她僵硬地站在那里,定定望着她:“你怎么认得我妈妈……你到底想说什么?”
冯亚茹走近两步,脸上笑意更深了:“我说什么,你这么聪明,一定猜到了。穆峥他爸爸爱的人一直是你妈妈邱月琴,因为得不到最后才不得不跟穆峥他妈妈结婚。你妈妈生活在南城,他就守在南城,刚开始还北京南城两头跑,后来都不怎么回北京了。是从什么时候开始的呢?嗯……大概就是从你出生后不久吧!”
梁知璇脸上已经没了血色,一手紧紧握着行李箱的拉杆,指节都因用力而发白。
冯亚茹说的每一个字她都听懂了,可是连贯起来却又好像什么都没听懂,大概是因为真相太可怕,她潜意识里的自我保护机制屏蔽了这一部分,而事实上她也已经没办法思考了。
“穆坤这辈子有两个儿子,就是没有女儿,所以你妈妈生了你,他真的很高兴。”冯亚茹还在继续,“剩下的我就不好多说什么了,你妈妈不在了,你可以回去好好问问你爸爸,这些事他应该都知道,就连他原本那份工作都是穆坤为了照拂你们全家才给他的。”
梁知璇缓缓摇头:“我不信,我一个字都不信!要是我妈妈……要是我妈妈认识穆峥的爸爸,为什么她生病的时候我爸还要去偷公司的钱?”有什么必要这样,绕那么大一个圈子?
冯亚茹怜悯似的看着她:“那就得问问穆峥了。当然了,我也是明媒正娶的穆太太,也不愿意让老公太过关注别的女人。所以穆坤是在你妈妈去世的时候才得到的消息,你真该看看他的反应……穆家的男人还真是一个赛一个的痴情呢!”

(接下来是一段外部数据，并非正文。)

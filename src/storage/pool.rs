//! Connection pool
//!
//! Thin layer over `r2d2` that knows where connections point and can be
//! closed. Every connection has foreign keys enabled so deleting an object
//! cascades to its property rows. An in-memory database lives inside its
//! single connection, so the memory source is capped at one connection that
//! never idles out.

use std::path::PathBuf;
use std::sync::PoisonError;
use std::time::Duration;
use crossbeam::sync::ShardedLock;
use r2d2_sqlite::SqliteConnectionManager;
use crate::{Error, Result};

/// How long `acquire` waits for a free connection
const CHECKOUT_TIMEOUT: Duration = Duration::from_secs(30);

/// A checked-out connection; goes back to the pool when dropped
pub type PooledConnection = r2d2::PooledConnection<SqliteConnectionManager>;

type Pool = r2d2::Pool<SqliteConnectionManager>;

/// Where pooled connections point
#[derive(Debug, Clone)]
pub enum ConnectionSource {
    File(PathBuf),
    Memory,
}

impl ConnectionSource {
    fn manager(&self) -> SqliteConnectionManager {
        let manager = match self {
            ConnectionSource::File(path) => SqliteConnectionManager::file(path),
            ConnectionSource::Memory => SqliteConnectionManager::memory(),
        };
        manager.with_init(|conn| conn.pragma_update(None, "foreign_keys", true))
    }
}

/// Pool of SQLite connections to one database
pub struct ConnectionPool {
    source: ConnectionSource,
    max_size: u32,
    /// `None` once closed
    pool: ShardedLock<Option<Pool>>,
}

impl ConnectionPool {
    pub fn new(source: ConnectionSource, max_size: usize) -> Result<Self> {
        let builder = Pool::builder().connection_timeout(CHECKOUT_TIMEOUT);
        let (pool, max_size) = match source {
            ConnectionSource::Memory => {
                let pool = builder
                    .max_size(1)
                    .min_idle(Some(1))
                    .idle_timeout(None)
                    .max_lifetime(None)
                    .build(source.manager())?;
                (pool, 1)
            }
            ConnectionSource::File(_) => {
                let max_size = u32::try_from(max_size.max(1)).unwrap_or(u32::MAX);
                let pool = builder
                    .max_size(max_size)
                    .min_idle(Some(0))
                    .build(source.manager())?;
                (pool, max_size)
            }
        };
        tracing::debug!("Connection pool for {:?} (max {})", source, max_size);
        Ok(Self {
            source,
            max_size,
            pool: ShardedLock::new(Some(pool)),
        })
    }

    pub fn source(&self) -> &ConnectionSource {
        &self.source
    }

    pub fn max_size(&self) -> usize {
        self.max_size as usize
    }

    fn current(&self) -> Result<Pool> {
        self.pool
            .read()
            .unwrap_or_else(PoisonError::into_inner)
            .clone()
            .ok_or(Error::Disposed)
    }

    /// Take a connection, waiting for a release when all are checked out
    pub fn acquire(&self) -> Result<PooledConnection> {
        Ok(self.current()?.get()?)
    }

    /// Refuse further acquisitions and let go of the pool. Idle connections
    /// close now; checked-out ones close when returned.
    pub fn close(&self) {
        let pool = self.pool.write().unwrap_or_else(PoisonError::into_inner).take();
        if let Some(pool) = pool {
            tracing::debug!("Closing pool with {} connection(s)", pool.state().connections);
        }
    }

    pub fn is_closed(&self) -> bool {
        self.pool.read().unwrap_or_else(PoisonError::into_inner).is_none()
    }

    /// Connections currently open, idle or checked out
    pub fn open_connections(&self) -> usize {
        self.pool
            .read()
            .unwrap_or_else(PoisonError::into_inner)
            .as_ref()
            .map_or(0, |pool| pool.state().connections as usize)
    }
}

#[cfg(test)]
mod tests {
    use super::*;
    use std::sync::Arc;
    use std::thread;

    #[test]
    fn test_memory_pool_reuses_single_connection() {
        let pool = ConnectionPool::new(ConnectionSource::Memory, 8).unwrap();
        assert_eq!(pool.max_size(), 1);

        {
            let conn = pool.acquire().unwrap();
            conn.execute("CREATE TABLE t (x INTEGER)", []).unwrap();
        }
        let conn = pool.acquire().unwrap();
        let count: i64 = conn.query_row("SELECT COUNT(*) FROM t", [], |r| r.get(0)).unwrap();
        assert_eq!(count, 0);
        assert_eq!(pool.open_connections(), 1);
    }

    #[test]
    fn test_foreign_keys_enabled() {
        let pool = ConnectionPool::new(ConnectionSource::Memory, 1).unwrap();
        let conn = pool.acquire().unwrap();
        let on: bool = conn.pragma_query_value(None, "foreign_keys", |r| r.get(0)).unwrap();
        assert!(on);
    }

    #[test]
    fn test_release_on_error_path() {
        let pool = ConnectionPool::new(ConnectionSource::Memory, 1).unwrap();
        let failing = || -> Result<()> {
            let conn = pool.acquire()?;
            conn.execute("SELECT * FROM missing_table", [])?;
            Ok(())
        };
        assert!(failing().is_err());
        // the single connection came back
        assert!(pool.acquire().is_ok());
    }

    #[test]
    fn test_waits_for_release() {
        let dir = tempfile::tempdir().unwrap();
        let pool = Arc::new(
            ConnectionPool::new(ConnectionSource::File(dir.path().join("pool.db")), 2).unwrap(),
        );

        let handles: Vec<_> = (0..8)
            .map(|_| {
                let pool = Arc::clone(&pool);
                thread::spawn(move || {
                    let conn = pool.acquire().unwrap();
                    let one: i64 = conn.query_row("SELECT 1", [], |r| r.get(0)).unwrap();
                    one
                })
            })
            .collect();

        for h in handles {
            assert_eq!(h.join().unwrap(), 1);
        }
        assert!(pool.open_connections() <= 2);
    }

    #[test]
    fn test_close_rejects_acquire() {
        let pool = ConnectionPool::new(ConnectionSource::Memory, 1).unwrap();
        drop(pool.acquire().unwrap());
        pool.close();
        pool.close();
        assert!(pool.is_closed());
        assert!(matches!(pool.acquire(), Err(Error::Disposed)));
        assert_eq!(pool.open_connections(), 0);
    }
}
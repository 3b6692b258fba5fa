use owo_colors::Style;
use std::sync::OnceLock;

static THEME: OnceLock<Theme> = OnceLock::new();

#[derive(Debug, Clone)]
pub struct Theme {
    pub header: Style,
    pub success: Style,
    pub error: Style,
    pub warn: Style,
    pub info: Style,
    pub dim: Style,
    pub muted: Style,
    /// Entity ids and type names
    pub key: Style,
}

impl Theme {
    /// Colored on a terminal unless `NO_COLOR` is set
    pub fn detect() -> Self {
        if std::env::var_os("NO_COLOR").is_some() || !console::Term::stdout().is_term() {
            return Self::plain();
        }
        Self::colored()
    }

    pub fn colored() -> Self {
        Self {
            header: Style::new().cyan().bold(),
            success: Style::new().green().bold(),
            error: Style::new().red().bold(),
            warn: Style::new().yellow().bold(),
            info: Style::new().magenta(),
            dim: Style::new().white().dimmed(),
            muted: Style::new().bright_black(),
            key: Style::new().blue().bold(),
        }
    }

    pub fn plain() -> Self {
        Self {
            header: Style::new(),
            success: Style::new(),
            error: Style::new(),
            warn: Style::new(),
            info: Style::new(),
            dim: Style::new(),
            muted: Style::new(),
            key: Style::new(),
        }
    }
}

pub fn theme() -> &'static Theme {
    THEME.get_or_init(Theme::detect)
}
//! Storage Layer - SQLite-backed persistence
//!
//! System of record is SQLite with tables:
//! - type(oid, typename)
//! - property_type(oid, type_id, name, indexed)
//! - object(oid, id, type_id, blob)
//! - object_property(oid, id, property_type, value)

pub mod pool;
pub mod schema;
pub mod sqlite;

pub use pool::{ConnectionPool, ConnectionSource, PooledConnection};
pub use sqlite::{SqliteStore, ObjectRow, PropertyType, TypeSummary, DbStats, DEFAULT_MAX_CONNECTIONS};
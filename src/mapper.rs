//! Object mapper - entities to persisted form and back
//!
//! Each entity type gets one codec, registered under its type tag. Encoding
//! produces the JSON blob plus the property definitions found on the
//! entity's top-level scalar attributes; decoding picks the codec by the tag
//! stored next to the blob, so the engine never inspects runtime types.

use std::any::Any;
use std::collections::HashMap;
use std::marker::PhantomData;
use std::sync::Arc;
use serde_json::Value;
use crate::{Error, Result};
use crate::info::Info;
use crate::storage::ObjectRow;

/// Decoded entity as held by the cache, type-erased
pub type AnyInfo = Arc<dyn Any + Send + Sync>;

/// One top-level scalar attribute of an encoded entity
#[derive(Debug, Clone, PartialEq, Eq)]
pub struct PropertyValue {
    pub name: String,
    /// Whether the attribute is copied into `object_property`
    pub indexed: bool,
    /// Text form of the scalar; `None` for null attributes
    pub value: Option<String>,
}

impl PropertyValue {
    /// True if this property produces an `object_property` row
    pub fn has_row(&self) -> bool {
        self.indexed && self.value.is_some()
    }
}

/// An entity in its persisted form
#[derive(Debug, Clone)]
pub struct EncodedObject {
    pub id: String,
    pub type_name: String,
    pub blob: String,
    pub properties: Vec<PropertyValue>,
}

impl EncodedObject {
    /// The row this object becomes once stored
    pub fn to_row(&self) -> ObjectRow {
        ObjectRow {
            id: self.id.clone(),
            type_name: self.type_name.clone(),
            blob: self.blob.clone(),
        }
    }
}

/// Decoder for a single entity type
pub trait Codec: Send + Sync {
    /// Type tag this codec handles
    fn type_name(&self) -> &'static str;

    /// Attributes indexed for this type
    fn indexed(&self) -> &'static [&'static str];

    /// Decode a blob of this type
    fn decode(&self, blob: &str) -> Result<AnyInfo>;
}

struct InfoCodec<T>(PhantomData<fn() -> T>);

impl<T: Info> Codec for InfoCodec<T> {
    fn type_name(&self) -> &'static str {
        T::TYPE_NAME
    }

    fn indexed(&self) -> &'static [&'static str] {
        T::INDEXED
    }

    fn decode(&self, blob: &str) -> Result<AnyInfo> {
        let info: T = serde_json::from_str(blob)?;
        Ok(Arc::new(info))
    }
}

/// Registry of codecs keyed by type tag
#[derive(Default)]
pub struct CodecRegistry {
    codecs: HashMap<&'static str, Box<dyn Codec>>,
}

impl CodecRegistry {
    /// Create a new empty registry
    pub fn new() -> Self {
        Self::default()
    }

    /// Register the codec for `T`, replacing any previous one for its tag
    pub fn register<T: Info>(&mut self) {
        self.codecs
            .insert(T::TYPE_NAME, Box::new(InfoCodec::<T>(PhantomData)));
    }

    /// Find the codec for a type tag
    pub fn get(&self, type_name: &str) -> Option<&dyn Codec> {
        self.codecs.get(type_name).map(|c| c.as_ref())
    }

    /// All registered type tags, sorted
    pub fn type_names(&self) -> Vec<&'static str> {
        let mut names: Vec<_> = self.codecs.keys().copied().collect();
        names.sort_unstable();
        names
    }

    /// Ensure `T` has a codec
    pub fn require<T: Info>(&self) -> Result<()> {
        if self.codecs.contains_key(T::TYPE_NAME) {
            Ok(())
        } else {
            Err(Error::UnknownType(T::TYPE_NAME.to_string()))
        }
    }

    /// Encode an entity.
    ///
    /// Fails with `MissingId` before touching anything else if the id is
    /// unset or empty. Map-valued attributes must have a stable iteration
    /// order (e.g. `BTreeMap`) for blob equality to mean value equality.
    pub fn encode<T: Info>(&self, info: &T) -> Result<EncodedObject> {
        let id = info
            .id()
            .filter(|id| !id.is_empty())
            .ok_or(Error::MissingId)?;
        self.require::<T>()?;

        let blob = serde_json::to_string(info)?;
        let value = serde_json::to_value(info)?;
        let properties = extract_properties(&value, T::INDEXED)?;

        Ok(EncodedObject {
            id: id.to_string(),
            type_name: T::TYPE_NAME.to_string(),
            blob,
            properties,
        })
    }

    /// Decode a stored row with the codec named by its type tag
    pub fn decode(&self, row: &ObjectRow) -> Result<AnyInfo> {
        let codec = self
            .get(&row.type_name)
            .ok_or_else(|| Error::UnknownType(row.type_name.clone()))?;
        codec.decode(&row.blob)
    }

    /// Decode a stored row as `T`
    pub fn decode_as<T: Info>(&self, row: &ObjectRow) -> Result<Arc<T>> {
        let decoded = self.decode(row)?;
        downcast::<T>(&row.id, &row.type_name, decoded)
    }
}

/// Recover the concrete type of a decoded entity
pub fn downcast<T: Info>(id: &str, stored: &str, decoded: AnyInfo) -> Result<Arc<T>> {
    decoded.downcast::<T>().map_err(|_| Error::TypeMismatch {
        id: id.to_string(),
        stored: stored.to_string(),
        requested: T::TYPE_NAME.to_string(),
    })
}

fn extract_properties(value: &Value, indexed: &[&str]) -> Result<Vec<PropertyValue>> {
    let object = value.as_object().ok_or_else(|| {
        <serde_json::Error as serde::ser::Error>::custom("entity must serialize to a JSON object")
    })?;

    let properties = object
        .iter()
        .filter(|(_, v)| !v.is_array() && !v.is_object())
        .map(|(name, v)| PropertyValue {
            name: name.clone(),
            indexed: indexed.contains(&name.as_str()),
            value: scalar_text(v),
        })
        .collect();

    Ok(properties)
}

/// Text form used for indexed values
fn scalar_text(value: &Value) -> Option<String> {
    match value {
        Value::String(s) => Some(s.clone()),
        Value::Number(n) => Some(n.to_string()),
        Value::Bool(b) => Some(b.to_string()),
        _ => None,
    }
}

#[cfg(test)]
mod tests {
    use super::*;
    use crate::catalog::{default_registry, DataStoreInfo, ServiceInfo, WorkspaceInfo};
    use crate::info::InfoRef;

    fn property<'a>(encoded: &'a EncodedObject, name: &str) -> &'a PropertyValue {
        encoded
            .properties
            .iter()
            .find(|p| p.name == name)
            .unwrap()
    }

    #[test]
    fn test_encode_decode_roundtrip() {
        let registry = default_registry();
        let ds = DataStoreInfo::new("ds1", "data store one")
            .in_workspace(InfoRef::new("wsid"))
            .with_param("param1", "value1");

        let encoded = registry.encode(&ds).unwrap();
        assert_eq!(encoded.type_name, "datastore");

        let decoded = registry.decode_as::<DataStoreInfo>(&encoded.to_row()).unwrap();
        assert_eq!(*decoded, ds);
    }

    #[test]
    fn test_indexed_properties() {
        let registry = default_registry();
        let ds = DataStoreInfo::new("ds1", "data store one").in_workspace(InfoRef::new("wsid"));
        let encoded = registry.encode(&ds).unwrap();

        let name = property(&encoded, "name");
        assert!(name.has_row());
        assert_eq!(name.value.as_deref(), Some("data store one"));

        assert_eq!(property(&encoded, "workspace").value.as_deref(), Some("wsid"));
        assert_eq!(property(&encoded, "enabled").value.as_deref(), Some("false"));

        // declared but not indexed
        assert!(!property(&encoded, "description").has_row());
        // maps stay in the blob only
        assert!(encoded.properties.iter().all(|p| p.name != "connection_parameters"));
    }

    #[test]
    fn test_missing_id() {
        let registry = default_registry();
        assert!(matches!(registry.encode(&WorkspaceInfo::default()), Err(Error::MissingId)));

        let mut ws = WorkspaceInfo::new("", "ws1");
        assert!(matches!(registry.encode(&ws), Err(Error::MissingId)));
        ws.id = Some("wsid".into());
        assert!(registry.encode(&ws).is_ok());
    }

    #[test]
    fn test_unknown_type() {
        let registry = CodecRegistry::new();
        let err = registry.encode(&WorkspaceInfo::new("wsid", "ws1")).unwrap_err();
        assert!(matches!(err, Error::UnknownType(t) if t == "workspace"));
    }

    #[test]
    fn test_decode_type_mismatch() {
        let registry = default_registry();
        let encoded = registry.encode(&WorkspaceInfo::new("wsid", "ws1")).unwrap();
        let err = registry.decode_as::<ServiceInfo>(&encoded.to_row()).unwrap_err();
        assert!(matches!(err, Error::TypeMismatch { .. }));
    }
}
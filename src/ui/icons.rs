pub struct Icons;

impl Icons {
    pub const CHECK: &str = "✅";
    pub const CROSS: &str = "❌";
    pub const WARN: &str = "⚠️";
    pub const INFO: &str = "ℹ️";
    pub const STATS: &str = "📊";
    pub const LINK: &str = "🔗";
    pub const DATABASE: &str = "🗄️";
    pub const PACKAGE: &str = "📦";
    pub const MAG: &str = "🔎";
}
use crate::ui::{theme, Icons};
use owo_colors::OwoColorize;

pub fn header(icon: &str, text: &str) {
    println!("{} {}", icon, text.style(theme().header.clone()));
}

pub fn success(label: &str) {
    println!("{} {}", Icons::CHECK, label.style(theme().success.clone()));
}

pub fn error(label: &str) {
    eprintln!("{} {}", Icons::CROSS, label.style(theme().error.clone()));
}

pub fn warn(label: &str) {
    eprintln!("{} {}", Icons::WARN, label.style(theme().warn.clone()));
}

pub fn info(label: &str, value: &str) {
    println!(
        "{} {}: {}",
        Icons::INFO.style(theme().info.clone()),
        label.style(theme().dim.clone()),
        value
    );
}

pub fn section(title: &str) {
    println!();
    println!("━{}━", title.style(theme().header.clone()));
}

pub fn muted(text: &str) -> String {
    text.style(theme().muted.clone()).to_string()
}

pub fn summary_row(label: &str, value: &str) {
    println!("  {} {}", label.style(theme().dim.clone()), value);
}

梁知璇坐在候机厅,手脚冰凉,浑身没有一点力气,像一个病入膏肓的病人。她低着头,看到人群来来往往,每双脚从她面前走过都像直接踩在她的胸口,她窒闷得想吐,却又吐不出来,每想到冯亚茹说的那些话就有酸楚从身体深处涌到喉咙口,最后终于跑到垃圾桶边干呕。
可能是太难受了,她最后捂住脸哭得不能自已。
过去多少年没想明白的因果如今赤果果摆在眼前,她却宁可真的什么都不知道。
怪不得穆峥那么恨她,原来如此,原来如此。
她也终于明白为什么看见冯亚茹的时候会有一种微妙的熟悉感,是因为冯亚茹长得像她妈妈邱月琴。穆坤娶她并不是如外界以为的那样看中她的能力,而是恰好因为她长得像他这辈子喜欢却又求而不得的女人。所以她也恨,她伪装的淡定和优雅下隐藏的是这样恶毒的反击——她等着这个机会,就等这个机会,把这渊源讲给她听,欣赏她的反应,正如当初她妈妈去世时欣赏穆坤的反应一样。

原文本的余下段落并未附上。